Aim of the task:
Restating the records exactly is the whole task.

Material provided:
//! Performance benchmarks for crud-kit
//!
//! This benchmark suite measures:
//! - CacheStore operations (set, get hit/miss, peek_stale)
//! - CacheExpander `with_cache` on the fresh-hit and miss paths
//! - Performance across different payload sizes
//!
//! Run with: cargo bench
//! View results: open target/criterion/report/index.html

use crud_kit::backend::InMemoryBackend;
use crud_kit::{CacheExpander, CacheStore, ConnectivityMonitor, OperationConfig};
use criterion::{criterion_group, criterion_main, BenchmarkId, Criterion, Throughput};
use serde::{Deserialize, Serialize};
use std::hint::black_box;
use std::sync::atomic::{AtomicU32, Ordering};
use std::sync::Arc;

// ============================================================================
// Benchmark Test Fixtures
// ============================================================================

/// Benchmark payload with configurable data size
#[derive(Clone, Serialize, Deserialize)]
struct BenchEntity {
    id: u64,
    data: String,
}

impl BenchEntity {
    fn new(id: u64, size: usize) -> Self {
        BenchEntity {
            id,
            data: "x".repeat(size),
        }
    }
}

fn expander() -> CacheExpander<InMemoryBackend> {
    CacheExpander::new(
        CacheStore::new(InMemoryBackend::new()),
        ConnectivityMonitor::new(),
    )
}

// ============================================================================
// Group 1: CacheStore Benchmarks
// ============================================================================

fn store_benchmarks(c: &mut Criterion) {
    let mut group = c.benchmark_group("cache_store");

    for size in [100, 1_000, 10_000, 100_000].iter() {
        group
            .throughput(Throughput::Bytes(*size as u64))
            .bench_with_input(BenchmarkId::new("set", size), size, |b, &size| {
                let store = CacheStore::new(InMemoryBackend::new());
                let value = BenchEntity::new(1, size);

                b.iter(|| store.set(black_box("bench_key"), black_box(&value), None));
            });

        group
            .throughput(Throughput::Bytes(*size as u64))
            .bench_with_input(BenchmarkId::new("get_hit", size), size, |b, &size| {
                let store = CacheStore::new(InMemoryBackend::new());
                store.set("bench_key", &BenchEntity::new(1, size), None);

                b.iter(|| store.get::<BenchEntity>(black_box("bench_key")));
            });
    }

    group.bench_function("get_miss", |b| {
        let store = CacheStore::new(InMemoryBackend::new());

        b.iter(|| store.get::<BenchEntity>(black_box("nonexistent_key")));
    });

    group.bench_function("peek_stale", |b| {
        let store = CacheStore::new(InMemoryBackend::new());
        store.set("bench_key", &BenchEntity::new(1, 1_000), None);

        b.iter(|| store.peek_stale::<BenchEntity>(black_box("bench_key")));
    });

    group.finish();
}

// ============================================================================
// Group 2: CacheExpander Benchmarks
// ============================================================================

fn expander_benchmarks(c: &mut Criterion) {
    let mut group = c.benchmark_group("cache_expander");

    let rt = tokio::runtime::Runtime::new().expect("Failed to create Tokio runtime");

    for size in [100, 1_000, 10_000].iter() {
        // Fresh hit: lookup + decode + background refresh spawn
        group
            .throughput(Throughput::Bytes(*size as u64))
            .bench_with_input(BenchmarkId::new("swr_hit", size), size, |b, &size| {
                let expander = expander();
                let payload = BenchEntity::new(1, size);
                expander.store().set("bench_hit", &payload, None);

                b.to_async(&rt).iter(|| {
                    let payload = payload.clone();
                    let expander = expander.clone();
                    async move {
                        expander
                            .with_cache(
                                black_box("bench_hit"),
                                move || async move { Ok(payload) },
                                OperationConfig::default(),
                            )
                            .await
                    }
                });
            });

        // Miss: lookup + fetch + encode + store
        group
            .throughput(Throughput::Bytes(*size as u64))
            .bench_with_input(BenchmarkId::new("miss", size), size, |b, &size| {
                let expander = expander();
                let counter = Arc::new(AtomicU32::new(0));

                b.to_async(&rt).iter(|| {
                    let counter = counter.clone();
                    let expander = expander.clone();
                    async move {
                        // Unique key per iteration forces a miss
                        let current = counter.fetch_add(1, Ordering::Relaxed);
                        let key = format!("bench_miss_{}", current);
                        expander
                            .with_cache(
                                black_box(&key),
                                move || async move { Ok(BenchEntity::new(current as u64, size)) },
                                OperationConfig::default(),
                            )
                            .await
                    }
                });
            });
    }

    // Forced refresh over a warm entry
    group.bench_function("force_refresh", |b| {
        let expander = expander();
        expander
            .store()
            .set("bench_force", &BenchEntity::new(1, 1_000), None);

        b.to_async(&rt).iter(|| {
            let expander = expander.clone();
            async move {
                expander
                    .with_cache(
                        black_box("bench_force"),
                        || async { Ok(BenchEntity::new(1, 1_000)) },
                        OperationConfig::default().force_refresh(),
                    )
                    .await
            }
        });
    });

    group.finish();
}

criterion_group!(benches, store_benchmarks, expander_benchmarks);
criterion_main!(benches);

Result of this exercise:
//! Performance benchmarks for crud-kit
//!
//! This benchmark suite measures:
//! - CacheStore operations (set, get hit/miss, peek_stale)
//! - CacheExpander `with_cache` on the fresh-hit and miss paths
//! - Performance across different payload sizes
//!
//! Run with: cargo bench
//! View results: open target/criterion/report/index.html

use crud_kit::backend::InMemoryBackend;
use crud_kit::{CacheExpander, CacheStore, ConnectivityMonitor, OperationConfig};
use criterion::{criterion_group, criterion_main, BenchmarkId, Criterion, Throughput};
use serde::{Deserialize, Serialize};
use std::hint::black_box;
use std::sync::atomic::{AtomicU32, Ordering};
use std::sync::Arc;

// ============================================================================
// Benchmark Test Fixtures
// ============================================================================

/// Benchmark payload with configurable data size
#[derive(Clone, Serialize, Deserialize)]
struct BenchEntity {
    id: u64,
    data: String,
}

impl BenchEntity {
    fn new(id: u64, size: usize) -> Self {
        BenchEntity {
            id,
            data: "x".repeat(size),
        }
    }
}

fn expander() -> CacheExpander<InMemoryBackend> {
    CacheExpander::new(
        CacheStore::new(InMemoryBackend::new()),
        ConnectivityMonitor::new(),
    )
}

// ============================================================================
// Group 1: CacheStore Benchmarks
// ============================================================================

fn store_benchmarks(c: &mut Criterion) {
    let mut group = c.benchmark_group("cache_store");

    for size in [100, 1_000, 10_000, 100_000].iter() {
        group
            .throughput(Throughput::Bytes(*size as u64))
            .bench_with_input(BenchmarkId::new("set", size), size, |b, &size| {
                let store = CacheStore::new(InMemoryBackend::new());
                let value = BenchEntity::new(1, size);

                b.iter(|| store.set(black_box("bench_key"), black_box(&value), None));
            });

        group
            .throughput(Throughput::Bytes(*size as u64))
            .bench_with_input(BenchmarkId::new("get_hit", size), size, |b, &size| {
                let store = CacheStore::new(InMemoryBackend::new());
                store.set("bench_key", &BenchEntity::new(1, size), None);

                b.iter(|| store.get::<BenchEntity>(black_box("bench_key")));
            });
    }

    group.bench_function("get_miss", |b| {
        let store = CacheStore::new(InMemoryBackend::new());

        b.iter(|| store.get::<BenchEntity>(black_box("nonexistent_key")));
    });

    group.bench_function("peek_stale", |b| {
        let store = CacheStore::new(InMemoryBackend::new());
        store.set("bench_key", &BenchEntity::new(1, 1_000), None);

        b.iter(|| store.peek_stale::<BenchEntity>(black_box("bench_key")));
    });

    group.finish();
}

// ============================================================================
// Group 2: CacheExpander Benchmarks
// ============================================================================

fn expander_benchmarks(c: &mut Criterion) {
    let mut group = c.benchmark_group("cache_expander");

    let rt = tokio::runtime::Runtime::new().expect("Failed to create Tokio runtime");

    for size in [100, 1_000, 10_000].iter() {
        // Fresh hit: lookup + decode + background refresh spawn
        group
            .throughput(Throughput::Bytes(*size as u64))
            .bench_with_input(BenchmarkId::new("swr_hit", size), size, |b, &size| {
                let expander = expander();
                let payload = BenchEntity::new(1, size);
                expander.store().set("bench_hit", &payload, None);

                b.to_async(&rt).iter(|| {
                    let payload = payload.clone();
                    let expander = expander.clone();
                    async move {
                        expander
                            .with_cache(
                                black_box("bench_hit"),
                                move || async move { Ok(payload) },
                                OperationConfig::default(),
                            )
                            .await
                    }
                });
            });

        // Miss: lookup + fetch + encode + store
        group
            .throughput(Throughput::Bytes(*size as u64))
            .bench_with_input(BenchmarkId::new("miss", size), size, |b, &size| {
                let expander = expander();
                let counter = Arc::new(AtomicU32::new(0));

                b.to_async(&rt).iter(|| {
                    let counter = counter.clone();
                    let expander = expander.clone();
                    async move {
                        // Unique key per iteration forces a miss
                        let current = counter.fetch_add(1, Ordering::Relaxed);
                        let key = format!("bench_miss_{}", current);
                        expander
                            .with_cache(
                                black_box(&key),
                                move || async move { Ok(BenchEntity::new(current as u64, size)) },
                                OperationConfig::default(),
                            )
                            .await
                    }
                });
            });
    }

    // Forced refresh over a warm entry
    group.bench_function("force_refresh", |b| {
        let expander = expander();
        expander
            .store()
            .set("bench_force", &BenchEntity::new(1, 1_000), None);

        b.to_async(&rt).iter(|| {
            let expander = expander.clone();
            async move {
                expander
                    .with_cache(
                        black_box("bench_force"),
                        || async { Ok(BenchEntity::new(1, 1_000)) },
                        OperationConfig::default().force_refresh(),
                    )
                    .await
            }
        });
    });

    group.finish();
}

criterion_group!(benches, store_benchmarks, expander_benchmarks);
criterion_main!(benches);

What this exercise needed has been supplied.